● Activity
Could you set down exactly the lines of the data below, starting at the one that holds "filename src/scheduling/config.rs" and ending at the one that holds "use chrono::NaiveDateTime;", both included, and only those?

● Supplied data
━━━━━━━━━━━━━━━━━━━━

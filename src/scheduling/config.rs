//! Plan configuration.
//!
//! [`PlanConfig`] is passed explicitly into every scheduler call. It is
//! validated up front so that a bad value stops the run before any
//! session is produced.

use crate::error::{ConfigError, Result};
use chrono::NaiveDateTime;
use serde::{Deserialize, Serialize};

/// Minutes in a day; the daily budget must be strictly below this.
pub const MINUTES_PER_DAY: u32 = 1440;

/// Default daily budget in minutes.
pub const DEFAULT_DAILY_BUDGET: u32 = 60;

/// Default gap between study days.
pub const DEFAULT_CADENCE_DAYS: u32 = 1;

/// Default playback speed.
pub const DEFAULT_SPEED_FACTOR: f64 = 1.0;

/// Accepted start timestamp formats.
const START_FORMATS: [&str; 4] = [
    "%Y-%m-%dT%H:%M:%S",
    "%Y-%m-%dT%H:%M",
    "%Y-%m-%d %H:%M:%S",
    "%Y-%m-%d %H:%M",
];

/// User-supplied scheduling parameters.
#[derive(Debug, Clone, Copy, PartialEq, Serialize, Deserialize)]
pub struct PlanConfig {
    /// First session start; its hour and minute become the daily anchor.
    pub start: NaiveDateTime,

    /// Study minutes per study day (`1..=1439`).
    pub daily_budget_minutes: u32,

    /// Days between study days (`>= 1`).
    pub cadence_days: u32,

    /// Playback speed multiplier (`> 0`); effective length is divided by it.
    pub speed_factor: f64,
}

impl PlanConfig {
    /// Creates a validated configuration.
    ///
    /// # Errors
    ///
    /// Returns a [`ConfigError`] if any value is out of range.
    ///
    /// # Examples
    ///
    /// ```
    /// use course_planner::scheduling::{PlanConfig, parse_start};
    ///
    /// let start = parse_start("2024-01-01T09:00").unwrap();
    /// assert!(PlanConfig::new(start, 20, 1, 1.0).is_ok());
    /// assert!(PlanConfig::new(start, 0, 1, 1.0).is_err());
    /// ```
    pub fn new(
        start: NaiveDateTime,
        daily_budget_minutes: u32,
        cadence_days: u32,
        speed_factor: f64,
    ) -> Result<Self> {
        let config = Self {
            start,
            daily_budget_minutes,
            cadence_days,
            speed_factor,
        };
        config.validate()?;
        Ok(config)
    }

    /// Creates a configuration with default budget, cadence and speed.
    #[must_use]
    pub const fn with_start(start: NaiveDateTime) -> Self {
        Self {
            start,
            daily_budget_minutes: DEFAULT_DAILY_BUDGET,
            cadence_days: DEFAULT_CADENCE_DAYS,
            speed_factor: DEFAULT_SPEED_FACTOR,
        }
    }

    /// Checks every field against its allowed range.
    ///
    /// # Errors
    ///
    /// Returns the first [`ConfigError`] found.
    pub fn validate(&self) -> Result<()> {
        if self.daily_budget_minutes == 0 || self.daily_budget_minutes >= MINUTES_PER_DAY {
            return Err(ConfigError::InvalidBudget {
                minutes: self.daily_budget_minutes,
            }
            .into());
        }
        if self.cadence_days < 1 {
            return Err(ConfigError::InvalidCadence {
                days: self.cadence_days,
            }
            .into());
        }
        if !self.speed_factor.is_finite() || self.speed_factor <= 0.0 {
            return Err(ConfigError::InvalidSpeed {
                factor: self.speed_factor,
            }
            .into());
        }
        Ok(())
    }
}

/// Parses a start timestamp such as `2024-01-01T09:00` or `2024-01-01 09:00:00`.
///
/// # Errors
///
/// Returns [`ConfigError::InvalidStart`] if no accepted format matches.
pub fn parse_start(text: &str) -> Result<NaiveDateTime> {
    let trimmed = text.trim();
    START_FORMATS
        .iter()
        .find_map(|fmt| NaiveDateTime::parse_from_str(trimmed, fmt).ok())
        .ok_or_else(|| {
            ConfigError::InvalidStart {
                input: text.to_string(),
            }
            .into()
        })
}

━━━━━━━━━━━━━━━━━━━━

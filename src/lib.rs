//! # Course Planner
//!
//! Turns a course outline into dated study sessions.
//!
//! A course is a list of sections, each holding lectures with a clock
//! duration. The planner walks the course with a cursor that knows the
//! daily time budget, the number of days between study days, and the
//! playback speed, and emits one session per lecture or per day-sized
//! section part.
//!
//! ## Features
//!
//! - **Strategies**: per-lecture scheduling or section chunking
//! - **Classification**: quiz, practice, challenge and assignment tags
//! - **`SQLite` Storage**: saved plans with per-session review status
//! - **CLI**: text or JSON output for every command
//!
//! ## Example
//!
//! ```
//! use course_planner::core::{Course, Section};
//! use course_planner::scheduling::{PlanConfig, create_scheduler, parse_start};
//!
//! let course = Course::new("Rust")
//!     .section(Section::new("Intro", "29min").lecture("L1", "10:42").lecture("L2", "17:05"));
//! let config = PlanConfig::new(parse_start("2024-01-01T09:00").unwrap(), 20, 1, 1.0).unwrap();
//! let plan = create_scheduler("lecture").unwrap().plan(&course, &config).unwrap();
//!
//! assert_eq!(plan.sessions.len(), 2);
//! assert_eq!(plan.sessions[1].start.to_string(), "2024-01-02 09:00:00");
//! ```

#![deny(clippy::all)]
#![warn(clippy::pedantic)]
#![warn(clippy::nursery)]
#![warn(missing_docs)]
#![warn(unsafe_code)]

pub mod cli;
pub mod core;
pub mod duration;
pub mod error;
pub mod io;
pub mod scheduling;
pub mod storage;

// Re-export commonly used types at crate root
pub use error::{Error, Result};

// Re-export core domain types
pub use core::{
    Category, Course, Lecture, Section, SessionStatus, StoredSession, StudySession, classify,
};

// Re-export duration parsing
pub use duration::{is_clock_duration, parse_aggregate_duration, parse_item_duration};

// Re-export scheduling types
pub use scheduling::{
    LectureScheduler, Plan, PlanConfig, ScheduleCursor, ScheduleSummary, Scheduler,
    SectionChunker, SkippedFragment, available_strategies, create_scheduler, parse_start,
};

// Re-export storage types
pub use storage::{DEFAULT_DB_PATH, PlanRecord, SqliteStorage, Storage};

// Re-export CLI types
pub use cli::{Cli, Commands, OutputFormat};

━━━━━━━━━━━━━━━━━━━━

● Expected answer
filename src/scheduling/config.rs
//! Plan configuration.
//!
//! [`PlanConfig`] is passed explicitly into every scheduler call. It is
//! validated up front so that a bad value stops the run before any
//! session is produced.

use crate::error::{ConfigError, Result};
use chrono::NaiveDateTime;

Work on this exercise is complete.